- Born: Patricia Anne Frew 2 June 1941 Belfast, Northern Ireland
- Died: 13 April 2025 (aged 83)
- Occupation: Film producer
- Notable work: Gregory's Girl

= Paddy Higson =

Scottish film producer (1941–2025)

Patricia Anne "Paddy" Higson (née Frew; 2 June 1941 – 13 April 2025) was a Scottish producer of film and television. She is known for her work with Bill Forsyth, including the films That Sinking Feeling and Gregory's Girl.

==Early life==
Patricia Anne Frew was born on 2 June 1941 in Belfast, Northern Ireland while her father was briefly stationed there while he served with the Royal Engineers during the Second World War. The family returned to Scotland and she grew up in Glasgow where she was educated at Laurel Bank School. After leaving school, she spent some time in France.

==Career==
She began her career at the BBC in the 1970s as a production secretary. She met editor Patrick Higson there, and through the Films of Scotland Committee they became involved in making documentary films together. With Paddy now married to Patrick, he left the BBC in 1970 and set up a film company with Murray Grigor that they named Viz. A New Zealand costume drama series The Mackenzie Affair had scenes to be filmed on location in Scotland and when Viz were asked to support she spent five weeks in Ullapool with a crew of 40 people. She was production assistant on a documentary Blow by Blow which followed the Strathclyde Police Pipe Band who were former World Champions. It showed on television in 1977. In 1982 she made a film about the A9 road that runs for more than 250 miles from Central Scotland to the Highlands.
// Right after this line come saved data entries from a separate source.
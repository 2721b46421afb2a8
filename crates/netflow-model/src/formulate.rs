use std::fmt;

use netflow_solver::{Constraint, ConstraintOp, LpProblem, Objective, Variable};
use tracing::debug;

use crate::graph::{Arc, GraphModel, Node, Role, ValidationError};

/// Name of the total-flow variable in max-flow formulations
pub const TOTAL_FLOW: &str = "y";

/// Which network problem to formulate
#[cfg_attr(feature = "serde", derive(serde::Serialize, serde::Deserialize))]
#[cfg_attr(feature = "serde", serde(rename_all = "kebab-case"))]
#[derive(Debug, Clone, Copy, PartialEq, Eq, Hash)]
pub enum Variant {
    /// Maximize the flow pushed from origins to destinations
    MaxFlow,
    /// Minimize the cost of meeting every demand from the available supply
    MinCost,
}

impl fmt::Display for Variant {
    fn fmt(&self, f: &mut fmt::Formatter<'_>) -> fmt::Result {
        f.write_str(match self {
            Variant::MaxFlow => "max-flow",
            Variant::MinCost => "min-cost",
        })
    }
}

/// An LP built from a [`GraphModel`], ready for solving.
///
/// Column `i` of the problem is the flow on arc `i` of the model; max-flow
/// formulations append the total-flow column after the arcs.
#[derive(Debug, Clone)]
pub struct Formulation {
    pub variant: Variant,
    pub problem: LpProblem,
    /// Column of the total-flow variable (max-flow only)
    pub total_flow: Option<usize>,
}

/// Formulate `model` as an LP for the given variant
pub fn formulate(model: &GraphModel, variant: Variant) -> Result<Formulation, ValidationError> {
    let constraints = build_constraints(model, variant)?;
    let mut problem = LpProblem::new(build_variables(model, variant));
    problem.objective = build_objective(model, variant);
    problem.constraints = constraints;

    let total_flow = match variant {
        Variant::MaxFlow => Some(model.arcs().len()),
        Variant::MinCost => None,
    };

    debug!(
        %variant,
        variables = problem.num_variables(),
        constraints = problem.num_constraints(),
        "formulated network LP"
    );

    Ok(Formulation {
        variant,
        problem,
        total_flow,
    })
}

pub fn arc_variable_name(arc: &Arc) -> String {
    format!("x[{},{}]", arc.tail, arc.head)
}

/// One variable per declared arc, bounded by its capacity; max-flow adds `y >= 0`
pub fn build_variables(model: &GraphModel, variant: Variant) -> Vec<Variable> {
    let mut variables: Vec<Variable> = model
        .arcs()
        .iter()
        .map(|arc| Variable::bounded(arc_variable_name(arc), 0.0, arc.capacity))
        .collect();

    if variant == Variant::MaxFlow {
        variables.push(Variable::new(TOTAL_FLOW));
    }

    variables
}

pub fn build_objective(model: &GraphModel, variant: Variant) -> Objective {
    let n_arcs = model.arcs().len();
    match variant {
        Variant::MaxFlow => {
            let mut coefficients = vec![0.0; n_arcs + 1];
            coefficients[n_arcs] = 1.0;
            Objective {
                coefficients,
                minimize: false,
            }
        }
        Variant::MinCost => Objective {
            coefficients: model.arcs().iter().map(|arc| arc.cost).collect(),
            minimize: true,
        },
    }
}

/// One constraint per node, shaped by the node's role and the variant
pub fn build_constraints(model: &GraphModel, variant: Variant) -> Result<Vec<Constraint>, ValidationError> {
    let n_vars = match variant {
        Variant::MaxFlow => model.arcs().len() + 1,
        Variant::MinCost => model.arcs().len(),
    };

    let mut constraints = Vec::with_capacity(model.nodes().len());
    for (i, node) in model.nodes().iter().enumerate() {
        let constraint = match variant {
            Variant::MaxFlow => max_flow_constraint(model, i, node, n_vars),
            Variant::MinCost => min_cost_constraint(model, i, node, n_vars)?,
        };
        constraints.push(constraint);
    }

    Ok(constraints)
}

/// inflow - outflow over the declared arcs at node `i`
fn balance(model: &GraphModel, i: usize, n_vars: usize) -> Vec<f64> {
    let mut coefficients = vec![0.0; n_vars];
    for &a in model.incoming(i) {
        coefficients[a] += 1.0;
    }
    for &a in model.outgoing(i) {
        coefficients[a] -= 1.0;
    }
    coefficients
}

fn max_flow_constraint(model: &GraphModel, i: usize, node: &Node, n_vars: usize) -> Constraint {
    let mut coefficients = balance(model, i, n_vars);
    let y = n_vars - 1;
    match node.role {
        Role::Origin => coefficients[y] = 1.0,
        Role::Transshipment => {}
        Role::Destination => coefficients[y] = -1.0,
    }

    Constraint {
        name: format!("{}[{}]", node.role, node.id),
        coefficients,
        op: ConstraintOp::Eq,
        rhs: 0.0,
    }
}

fn min_cost_constraint(model: &GraphModel, i: usize, node: &Node, n_vars: usize) -> Result<Constraint, ValidationError> {
    let isolated = model.incoming(i).is_empty() && model.outgoing(i).is_empty();

    let constraint = match node.role {
        Role::Origin => {
            let supply = node.supply.unwrap_or(0.0);
            if isolated && supply > 0.0 {
                return Err(ValidationError::IsolatedNode {
                    node: node.id.clone(),
                    kind: "supply",
                    amount: supply,
                });
            }
            let mut coefficients = vec![0.0; n_vars];
            for &a in model.outgoing(i) {
                coefficients[a] += 1.0;
            }
            Constraint {
                name: format!("supply[{}]", node.id),
                coefficients,
                op: ConstraintOp::Le,
                rhs: supply,
            }
        }
        Role::Transshipment => Constraint {
            name: format!("balance[{}]", node.id),
            coefficients: balance(model, i, n_vars),
            op: ConstraintOp::Eq,
            rhs: 0.0,
        },
        Role::Destination => {
            let demand = node.demand.unwrap_or(0.0);
            if isolated && demand > 0.0 {
                return Err(ValidationError::IsolatedNode {
                    node: node.id.clone(),
                    kind: "demand",
                    amount: demand,
                });
            }
            let mut coefficients = vec![0.0; n_vars];
            for &a in model.incoming(i) {
                coefficients[a] += 1.0;
            }
            Constraint {
                name: format!("demand[{}]", node.id),
                coefficients,
                op: ConstraintOp::Ge,
                rhs: demand,
            }
        }
    };

    Ok(constraint)
}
She was associate producer and production manager on Bill Forsyth's first feature film That Sinking Feeling which was released in 1979. It was made with a low budget with funding raised in Scotland and using youth theatre actors. She was producer for Charles Gormley's romantic comedy film Living Apart Together She was associate producer on Forsyth's comedy film Comfort and Joy which was released in 1984. In July 1984 Thorn EMI suggested her as associate producer for the adventure comedy film Restless Natives which would cost £1.25 million to make. She was producer for The Girl in the Picture which starred John Gordon Sinclair and was released in 1985 after being shot entirely in Glasgow's West End on a budget of only £850,000. She worked as producer on the film Orphans (1988) which was Peter Mullan's debut as director. She worked with Mullen again on The Magdalene Sisters as executive producer, with daughter Frances Higson the producer. She was the producer for Silent Scream which was David Hayman's first feature film as a director, released in 1990. Actor Iain Glen won a Silver Bear at the Berlin International Film Festival and the film itself won a Special Jury prize. She was production mentor for the short drama The Groundsman.

Higson was involved in the production of many television series, such as working for two series on the Scottish television crime drama Taggart and Jed Mercurio's Cardiac Arrest (1994–1996). She produced the political thriller Brond which aired in 1987, with John Hannah selected for his first role and Michael Caton-Jones directing. Other television series that she has worked on include: an episode of The Play on One that aired in 1990, Life Support, Monarch of the Glen and Nice Guy Eddie.

Higson founded the film and television production company Antonine Productions, in 1983 with her late husband, Patrick. When a lack of funding became apparent in 1991, the company was wound up. Antonine Films was set up by Higson and her daughter Frances in 1991 and wound up in 2001. Higson joined BBC Scotland again in 1990 on a one-year contract.

Higson ran the Black Cat Studios in Parkhead, purchasing a former cinema and operating the space for a range of film and television productions. The studios were used for Channel 4's first show broadcast live from Scotland Halfway to Paradise.

Higson joined Scottish film charity Glasgow Media Access Centre (GMAC Film) in 2014 as a member of the governing board, and took up the position of chief executive officer in 2019 which she held until her retirement in 2022. The charity made her their first patron. She was recognised to have given chances to some emerging talents.

==Personal life and death==
In 1965, she married Patrick Higson, and they had three children; he died in 1983. She married Graham Harper in 1984, although this marriage only lasted a few years.

Higson died of cancer on 13 April 2025, at the age of 83.

==Honours and awards==
In July 2007, Higson received an honorary degree from the Royal Scottish Academy of Music and Drama (RSAMD). Higson received a Scottish BAFTA for her outstanding contribution to the Scottish film industry in 2018. She was presented with the BAFTA Scotland Award by David Hayman who described her as the "mother of the Scottish film industry". She declined the offer of Officer of the Order of the British Empire (OBE) in the 2023 New Year Honours for services to the Film and Television Industry and to Diversity and Inclusion in Film and Television.